Crossposted from https://github.com/net4people/bbs/issues/13.
Improving Meek With Adversarial Techniques
Steven R. Sheffey, Ferrol Aderholdt
This paper is concerned with meek’s susceptibility to classification based on traffic flow analysis; i.e., packet sizes and packet timing. The authors collect their own traffic traces of browsing home pages with and without meek-with-Tor. They identify feature differences and demonstrate three classifiers that can distinguish ordinary HTTPS from meek HTTPS. They then show how minimal perturbation of the meek-derived feature vectors can hinder the classifiers.
To build a corpus of training and test data, they built a parallel data collection framework using Docker containers and a centralized work queue. They browsed 10,000 home pages both with a headless Firefox, and with Tor Browser configured to use its meek-azure bridge. They performed the test from three different networks—residential, university, and datacenter—yielding a total of 60,000 traffic traces. From these, they extract binned features: TCP payload length, and interarrival times tagged with direction (upstream or downstream). Their packet length distribution differs from the one reported in the 2015 domain fronting paper; the authors speculate that could be because of differences in source data, or changes to meek that have happened in the meantime.

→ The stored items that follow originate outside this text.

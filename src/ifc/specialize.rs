//! Cloning polymorphic functions once per distinct label instantiation.
//!
//! Starting from `main`, every call to a function with label parameters is redirected to a
//! clone whose labels are concrete. Instantiations are compared up to the global
//! congruence. A call to a function already on the current specialization path is left
//! pointing at the unspecialized original, which is then kept as it is.

use fxhash::FxHashMap;
use log::debug;

use crate::ctx::InternalError;
use crate::ir::names::NameAnalysis;
use crate::ir::*;
use crate::security::{Fdl, HostTrustConfig, Label, Principal, Side};
use crate::util::ns::Uniquer;
use crate::util::once::OnceQueue;

use super::{InformationFlow, LabelVar, Result};

struct Job<'p> {
    original: &'p Function,
    /// Values of the original's label parameters; empty for unspecialized functions
    instance: FxHashMap<String, Label>,
    /// Original names of the functions being specialized on the way here
    path: Vec<String>,
}

struct Instance {
    callee: String,
    args: Vec<Label>,
    name: String,
}

struct Specializer<'a, 'p> {
    names: &'a NameAnalysis<'p>,
    trust: &'a HostTrustConfig,
    ifc: &'a InformationFlow,
    uniquer: Uniquer,
    queue: OnceQueue<String>,
    jobs: FxHashMap<String, Job<'p>>,
    instances: Vec<Instance>,
}

/// Specialize the program `names` was built from. Labels must already be inferred.
pub fn specialize(
    names: &NameAnalysis,
    trust: &HostTrustConfig,
    ifc: &InformationFlow,
) -> Result<Program> {
    let program = names.program();
    let main = names
        .function(Program::ENTRY)
        .map_err(|_| ProgramError::MissingEntry)?;
    let mut s = Specializer {
        names,
        trust,
        ifc,
        uniquer: Uniquer::new(program.functions.iter().map(|f| f.name.clone())),
        queue: OnceQueue::new(),
        jobs: FxHashMap::default(),
        instances: Vec::new(),
    };
    s.original(main);
    let mut functions = Vec::new();
    while let Some(name) = s.queue.pop() {
        let job = s
            .jobs
            .remove(&name)
            .ok_or_else(|| InternalError::MissingFunction(name.clone()))?;
        functions.push(s.function(name, &job)?);
    }
    debug!(
        "specialized {} functions into {}",
        program.functions.len(),
        functions.len()
    );
    Ok(Program {
        hosts: program.hosts.clone(),
        delegations: program.delegations.clone(),
        functions,
    })
}

impl<'a, 'p> Specializer<'a, 'p> {
    /// Schedule `f` unchanged.
    fn original(&mut self, f: &'p Function) {
        if self.queue.push(f.name.clone()) {
            self.jobs.insert(
                f.name.clone(),
                Job {
                    original: f,
                    instance: FxHashMap::default(),
                    path: vec![f.name.clone()],
                },
            );
        }
    }

    fn function(&mut self, name: String, job: &Job<'p>) -> Result<Function> {
        let mut f = job.original.clone();
        f.name = name;
        if !job.instance.is_empty() {
            let trust = self.trust;
            let relabel = |e: &LabelExpr| -> Result<LabelExpr> {
                let l = trust.interpret_with(e, &|p| job.instance.get(p).cloned())?;
                Ok(LabelExpr::Const(l))
            };
            f.pc = relabel(&f.pc)?;
            for p in &mut f.params {
                p.label = relabel(&p.label)?;
            }
            relabel_block(&mut f.body, &relabel)?;
            f.label_params.clear();
            f.label_constraints.clear();
        }
        self.calls(&mut f.body, job)?;
        Ok(f)
    }

    fn calls(&mut self, block: &mut Block, job: &Job<'p>) -> Result<()> {
        for s in &mut block.stmts {
            match s {
                Stmt::Call(c) => c.function = self.target(c, job)?,
                Stmt::If(i) => {
                    self.calls(&mut i.then, job)?;
                    self.calls(&mut i.els, job)?;
                }
                Stmt::Loop(l) => self.calls(&mut l.body, job)?,
                Stmt::Block(b) => self.calls(b, job)?,
                _ => {}
            }
        }
        Ok(())
    }

    /// The function a call in `job` should go to.
    fn target(&mut self, c: &Call, job: &Job<'p>) -> Result<String> {
        let callee = self.names.function(&c.function)?;
        if callee.label_params.is_empty() || job.path.contains(&callee.name) {
            self.original(callee);
            return Ok(callee.name.clone());
        }
        let mut args = Vec::new();
        for p in &callee.label_params {
            let v = LabelVar::Polymorphic {
                param: p.clone(),
                call: c.id,
            };
            let l = self
                .ifc
                .label(&v)
                .ok_or_else(|| InternalError::MissingLabel(format!("{v:?}")))?;
            args.push(self.instantiate(l, &job.instance));
        }
        let congruence = self.trust.congruence();
        let existing = self.instances.iter().find(|i| {
            i.callee == callee.name
                && i.args.iter().zip(&args).all(|(a, b)| a.equiv(b, congruence))
        });
        if let Some(i) = existing {
            return Ok(i.name.clone());
        }
        let name = self.uniquer.mk_uniq(&callee.name);
        debug!("specializing {} as {}", callee.name, name);
        let mut path = job.path.clone();
        path.push(callee.name.clone());
        self.queue.push(name.clone());
        self.jobs.insert(
            name.clone(),
            Job {
                original: callee,
                instance: callee.label_params.iter().cloned().zip(args.iter().cloned()).collect(),
                path,
            },
        );
        self.instances.push(Instance {
            callee: callee.name.clone(),
            args,
            name: name.clone(),
        });
        Ok(name)
    }

    /// Replace the caller's own label parameters in `l` by their values in `instance`.
    fn instantiate(&self, l: &Label, instance: &FxHashMap<String, Label>) -> Label {
        if instance.is_empty() {
            return l.clone();
        }
        let atoms = self.trust.atoms();
        let sub = |a| -> Option<Fdl> {
            match atoms.resolve(a) {
                (Principal::Param(p), side) => instance.get(p).map(|v| match side {
                    Side::Conf => v.conf.clone(),
                    Side::Integ => v.integ.clone(),
                }),
                _ => None,
            }
        };
        Label::new(l.conf.substitute(&sub), l.integ.substitute(&sub))
    }
}

fn relabel_block(block: &mut Block, f: &impl Fn(&LabelExpr) -> Result<LabelExpr>) -> Result<()> {
    for s in &mut block.stmts {
        match s {
            Stmt::Let(l) => match &mut l.value {
                Expr::Declassify { from, to, .. } => {
                    if let Some(e) = from {
                        *e = f(e)?;
                    }
                    *to = f(to)?;
                }
                Expr::Endorse { from, to, .. } => {
                    *from = f(from)?;
                    if let Some(e) = to {
                        *e = f(e)?;
                    }
                }
                _ => {}
            },
            Stmt::Decl(d) => {
                if let Some(e) = &mut d.label {
                    *e = f(e)?;
                }
            }
            Stmt::If(i) => {
                relabel_block(&mut i.then, f)?;
                relabel_block(&mut i.els, f)?;
            }
            Stmt::Loop(l) => relabel_block(&mut l.body, f)?,
            Stmt::Block(b) => relabel_block(b, f)?,
            _ => {}
        }
    }
    Ok(())
}
//! Information-flow errors.

use std::fmt::{self, Display, Formatter};

use crate::ctx::InternalError;
use crate::ir::{NodeId, ProgramError};

/// A failed flow: where, what was found, and what was required.
#[derive(Clone, Debug, PartialEq, Eq)]
pub struct Violation {
    /// The offending node
    pub node: NodeId,
    /// The label that was found
    pub actual: String,
    /// The label it had to flow to
    pub required: String,
    /// Delegation hypotheses and function label constraints in force
    pub context: Vec<String>,
}

impl Display for Violation {
    fn fmt(&self, f: &mut Formatter) -> fmt::Result {
        write!(f, "at {}: {} does not flow to {}", self.node, self.actual, self.required)?;
        if !self.context.is_empty() {
            write!(f, " (assuming {})", self.context.join(", "))?;
        }
        Ok(())
    }
}

/// Why a program was rejected by information-flow checking.
#[derive(thiserror::Error, Debug, Clone, PartialEq, Eq)]
pub enum IfcError {
    #[error("Insecure data flow {0}")]
    /// Data reaches a place that may not see it, or may not be influenced by it
    InsecureDataFlow(Violation),
    #[error("Insecure control flow {0}")]
    /// A branch or the program counter leaks into a less restrictive place
    InsecureControlFlow(Violation),
    #[error("Malleable downgrade {0}")]
    /// A downgrade endpoint could be influenced by principals that may not read it
    MalleableDowngrade(Violation),
    #[error("Declassification changes integrity {0}")]
    /// A declassification also changes integrity
    IntegrityChangingDeclassification(Violation),
    #[error("Endorsement changes confidentiality {0}")]
    /// An endorsement also changes confidentiality
    ConfidentialityChangingEndorsement(Violation),
    #[error(transparent)]
    /// A label expression is malformed
    Program(#[from] ProgramError),
    #[error(transparent)]
    /// The analysis itself went wrong
    Internal(#[from] InternalError),
}

/// The kind of [IfcError] a constraint raises.
#[derive(Clone, Copy, Debug, PartialEq, Eq)]
pub enum ErrorKind {
    /// [IfcError::InsecureDataFlow]
    DataFlow,
    /// [IfcError::InsecureControlFlow]
    ControlFlow,
    /// [IfcError::MalleableDowngrade]
    Malleable,
    /// [IfcError::IntegrityChangingDeclassification]
    IntegrityChange,
    /// [IfcError::ConfidentialityChangingEndorsement]
    ConfidentialityChange,
}

impl ErrorKind {
    /// Build the error for a failure of this kind.
    pub fn error(self, v: Violation) -> IfcError {
        match self {
            ErrorKind::DataFlow => IfcError::InsecureDataFlow(v),
            ErrorKind::ControlFlow => IfcError::InsecureControlFlow(v),
            ErrorKind::Malleable => IfcError::MalleableDowngrade(v),
            ErrorKind::IntegrityChange => IfcError::IntegrityChangingDeclassification(v),
            ErrorKind::ConfidentialityChange => IfcError::ConfidentialityChangingEndorsement(v),
        }
    }
}

/// Result of information-flow checking.
pub type Result<T> = std::result::Result<T, IfcError>;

They then use a GAN (generative adversarial network), specifically the StarGAN implementation, to iteratively transform a meek feature vector so that it looks more like a ordinary HTTPS feature vector. The transformation process tries to minimize the size of changes required, by including a perturbation loss term that increases as more changes are required. Minimizing perturbation is to make it easier to implement the resulting distribution, while still fooling the classifiers.
The data collection framework and analysis scripts are published at https://github.com/starfys/packet_captor_sakura.